Bail commercial : clause d’indexation, augmentation du loyer et rejet de l’imprévision

 

Le locataire ne peut invoquer la théorie de l’imprévision pour faire judiciairement substituer à l’indice INSEE du coût de la construction choisi par les parties un autre indice, même en cas d’augmentation de l'indice INSEE du coût de la construction de manière imprévisible et démesurée entre la prise d'effet du bail et la date d'échéance de la première révision (CA Aix-en-Provence, 21-06-2016, n° 15/10056).

En l’espèce, l’action avait été introduite par une société locataire qui exploitait une résidence de tourisme. Elle avait demandé à la cour de considérer que l'augmentation de l'indice du coût de la construction de manière imprévisible et démesurée entre la prise d'effet du bail et la date d'échéance de la première révision triennale constituait un bouleversement de l'économie du contrat qui devait faire admettre pour juste l'application qu'elle a faite de la théorie de l'imprévision en substituant l'indice de référence des loyers à l'ICC.


La cour a rejeté l’argument, étant rappelé qu’en principe, la théorie de l’imprévision, selon laquelle un juge pourrait corriger un déséquilibre par la survenance de circonstances que les parties n’avaient pas prévu lors de la conclusion du contrat, n’est pas admise dans les rapports de droit privé en raison de la force obligatoire des contrats (C. civ., art. 1134) : « il n'appartient aux tribunaux, quelque équitable que puisse leur  paraître leur décision, de prendre en considération le temps et les circonstances pour modifier les conventions des parties et substituer des clauses nouvelles à celles qui ont été librement acceptées par les contractants » (Civ. 6 mars 1876, D. 76.1.193, note Giboulot).
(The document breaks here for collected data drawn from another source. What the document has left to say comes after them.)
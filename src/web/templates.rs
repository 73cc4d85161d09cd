use minijinja::Environment;
use tracing::error;

pub fn init_templates() -> Result<Environment<'static>, minijinja::Error> {
    let mut env = Environment::new();

    // Landing page is compiled into the binary
    env.add_template("index.html", include_str!("../../templates/index.html"))?;

    Ok(env)
}

pub fn render_template(env: &Environment, template_name: &str, context: minijinja::Value) -> String {
    match env.get_template(template_name) {
        Ok(tmpl) => match tmpl.render(context) {
            Ok(result) => result,
            Err(e) => {
                error!("Template render error: {}", e);
                format!("<h1>Template Error</h1><p>{}</p>", e)
            }
        },
        Err(e) => {
            error!("Template not found: {} ({})", template_name, e);
            format!("<h1>Template Not Found</h1><p>{}: {}</p>", template_name, e)
        }
    }
}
Il peut être noté que la réforme du droit des obligations (ordonnance n° 2016-131 du 10 février 2016 portant réforme du droit des contrats, du régime général et de la preuve des obligations) a introduit un mécanisme permettant de lutter contre l’imprévision.

 

Le nouvel article 1195 du Code civil dispose que :

 

« Si un changement de circonstances imprévisible lors de la conclusion du contrat rend l'exécution excessivement onéreuse pour une partie qui n'avait pas accepté d'en assumer le risque, celle-ci peut demander une renégociation du contrat à son cocontractant. Elle continue à exécuter ses obligations durant la renégociation.


En cas de refus ou d'échec de la renégociation, les parties peuvent convenir de la résolution du contrat, à la date et aux conditions qu'elles déterminent, ou demander d'un commun accord au juge de procéder à son adaptation. A défaut d'accord dans un délai raisonnable, le juge peut, à la demande d'une partie, réviser le contrat ou y mettre fin, à la date et aux conditions qu'il fixe ».

 

Les dispositions issues de l’ordonnance d 10 février 2016 entrent en vigueur le 1er octobre 2016 et les contrats conclus avant cette date demeurent soumis à la loi ancienne (article 9 de l’ordonnance n° 2016-131 du 10 février 2016 portant réforme du droit des contrats, du régime général et de la preuve des obligations). Il est prévu des exceptions (dispositions applicables dès l’entrée en vigueur de l’ordonnance) parmi lesquelles ne figurent pas le nouvel article 1195 du Code de civil.